• WHAT IS EXPECTED: Retype the records below so that each one matches exactly.

☆ ☆ ☆ ☆

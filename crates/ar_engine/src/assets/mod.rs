//! Asset loading and caching
//!
//! Models are resolved through the [`ModelCatalog`], parsed by a
//! [`GeometryLoader`] and a [`MaterialLoader`], and kept resident in the
//! [`AssetCache`] together with their uploaded textures.

pub mod cache;
pub mod catalog;
pub mod geometry;
pub mod mtl_parser;
pub mod obj_loader;

use std::path::PathBuf;

use thiserror::Error;

pub use cache::{AssetCache, CachedAsset};
pub use catalog::{ModelCatalog, ModelEntry, ModelListing};
pub use geometry::{
    GeometryData, LoadOptions, MaterialAsset, MaterialData, MaterialRange, ModelAsset,
    TexturePixels, Vertex,
};
pub use mtl_parser::{MaterialLoader, MtlLoader};
pub use obj_loader::{GeometryLoader, ObjLoader};

/// Why an asset could not be loaded
#[derive(Error, Debug, Clone, PartialEq)]
pub enum AssetError {
    /// The identifier is not in the model catalogue
    #[error("Unknown model '{0}'")]
    UnknownModel(String),

    /// A referenced file does not exist
    #[error("File not found: {0}")]
    NotFound(PathBuf),

    /// A file exists but could not be read
    #[error("IO error reading {path}: {message}")]
    Io {
        /// Offending file
        path: PathBuf,
        /// Underlying error
        message: String,
    },

    /// A file is malformed
    #[error("Parse error in {path} line {line}: {message}")]
    Parse {
        /// Offending file
        path: PathBuf,
        /// 1-based line number
        line: usize,
        /// What was wrong
        message: String,
    },

    /// A texture could not be decoded
    #[error("Texture decode failed for {path}: {message}")]
    Texture {
        /// Texture file
        path: PathBuf,
        /// Decoder error
        message: String,
    },

    /// Texture upload to the graphics backend failed
    #[error("Texture upload failed: {0}")]
    Upload(String),

    /// Every resident entry is pinned, so nothing can make room
    #[error("Asset cache full: all {capacity} entries are pinned")]
    CacheFull {
        /// Configured capacity
        capacity: usize,
    },
}

impl AssetError {
    pub(crate) fn io(path: impl Into<PathBuf>, error: &std::io::Error) -> Self {
        let path = path.into();
        if error.kind() == std::io::ErrorKind::NotFound {
            Self::NotFound(path)
        } else {
            Self::Io {
                path,
                message: error.to_string(),
            }
        }
    }
}

/// An asset failed to load; nothing was cached for it
#[derive(Error, Debug, Clone, PartialEq)]
#[error("Failed to load asset '{identifier}': {cause}")]
pub struct AssetLoadError {
    /// Identifier that was requested
    pub identifier: String,
    /// Why it failed
    #[source]
    pub cause: AssetError,
}

impl AssetLoadError {
    /// Attach an identifier to a cause
    pub fn new(identifier: impl Into<String>, cause: AssetError) -> Self {
        Self {
            identifier: identifier.into(),
            cause,
        }
    }
}
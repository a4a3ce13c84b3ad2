//! Vision side of the pipeline
//!
//! Frames come in through [`FrameSource`], markers are found by a
//! [`MarkerDetector`], and [`MarkerPoseEstimator`] turns the tracked marker's
//! corners into a camera-space pose using [`CameraIntrinsics`].

pub mod detector;
pub mod frame;
pub mod homography;
pub mod intrinsics;
pub mod pose;

pub use detector::{
    DetectedMarker, DetectionError, DetectionLog, MarkerDetector, MarkerDictionary, ReplayDetector,
};
pub use frame::{Frame, FramePoll, FrameSource, FrameSourceError, ImageSequenceSource};
pub use intrinsics::{CalibrationFile, CalibrationMismatch, CameraIntrinsics, Distortion};
pub use pose::{MarkerPose, MarkerPoseEstimator, PoseError};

☆ ☆ ☆ ☆

• REPLY TO THE EXERCISE:
filename crates/ar_engine/src/assets/mod.rs
//! Asset loading and caching
//!
//! Models are resolved through the [`ModelCatalog`], parsed by a
//! [`GeometryLoader`] and a [`MaterialLoader`], and kept resident in the
//! [`AssetCache`] together with their uploaded textures.

pub mod cache;
pub mod catalog;
pub mod geometry;
pub mod mtl_parser;
pub mod obj_loader;

use std::path::PathBuf;

use thiserror::Error;

pub use cache::{AssetCache, CachedAsset};
pub use catalog::{ModelCatalog, ModelEntry, ModelListing};
pub use geometry::{
    GeometryData, LoadOptions, MaterialAsset, MaterialData, MaterialRange, ModelAsset,
    TexturePixels, Vertex,
};
pub use mtl_parser::{MaterialLoader, MtlLoader};
pub use obj_loader::{GeometryLoader, ObjLoader};

/// Why an asset could not be loaded
#[derive(Error, Debug, Clone, PartialEq)]
pub enum AssetError {
    /// The identifier is not in the model catalogue
    #[error("Unknown model '{0}'")]
    UnknownModel(String),

    /// A referenced file does not exist
    #[error("File not found: {0}")]
    NotFound(PathBuf),

    /// A file exists but could not be read
    #[error("IO error reading {path}: {message}")]
    Io {
        /// Offending file
        path: PathBuf,
        /// Underlying error
        message: String,
    },

    /// A file is malformed
    #[error("Parse error in {path} line {line}: {message}")]
    Parse {
        /// Offending file
        path: PathBuf,
        /// 1-based line number
        line: usize,
        /// What was wrong
        message: String,
    },

    /// A texture could not be decoded
    #[error("Texture decode failed for {path}: {message}")]
    Texture {
        /// Texture file
        path: PathBuf,
        /// Decoder error
        message: String,
    },

    /// Texture upload to the graphics backend failed
    #[error("Texture upload failed: {0}")]
    Upload(String),

    /// Every resident entry is pinned, so nothing can make room
    #[error("Asset cache full: all {capacity} entries are pinned")]
    CacheFull {
        /// Configured capacity
        capacity: usize,
    },
}

impl AssetError {
    pub(crate) fn io(path: impl Into<PathBuf>, error: &std::io::Error) -> Self {
        let path = path.into();
        if error.kind() == std::io::ErrorKind::NotFound {
            Self::NotFound(path)
        } else {
            Self::Io {
                path,
                message: error.to_string(),
            }
        }
    }
}

/// An asset failed to load; nothing was cached for it
#[derive(Error, Debug, Clone, PartialEq)]
#[error("Failed to load asset '{identifier}': {cause}")]
pub struct AssetLoadError {
    /// Identifier that was requested
    pub identifier: String,
    /// Why it failed
    #[source]
    pub cause: AssetError,
}

impl AssetLoadError {
    /// Attach an identifier to a cause
    pub fn new(identifier: impl Into<String>, cause: AssetError) -> Self {
        Self {
            identifier: identifier.into(),
            cause,
        }
    }
}
repository a4a3ce13c84b3ad2
//! Vision side of the pipeline
//!
//! Frames come in through [`FrameSource`], markers are found by a
//! [`MarkerDetector`], and [`MarkerPoseEstimator`] turns the tracked marker's
//! corners into a camera-space pose using [`CameraIntrinsics`].

pub mod detector;
pub mod frame;
pub mod homography;
pub mod intrinsics;
pub mod pose;

pub use detector::{
    DetectedMarker, DetectionError, DetectionLog, MarkerDetector, MarkerDictionary, ReplayDetector,
};
pub use frame::{Frame, FramePoll, FrameSource, FrameSourceError, ImageSequenceSource};
pub use intrinsics::{CalibrationFile, CalibrationMismatch, CameraIntrinsics, Distortion};
pub use pose::{MarkerPose, MarkerPoseEstimator, PoseError};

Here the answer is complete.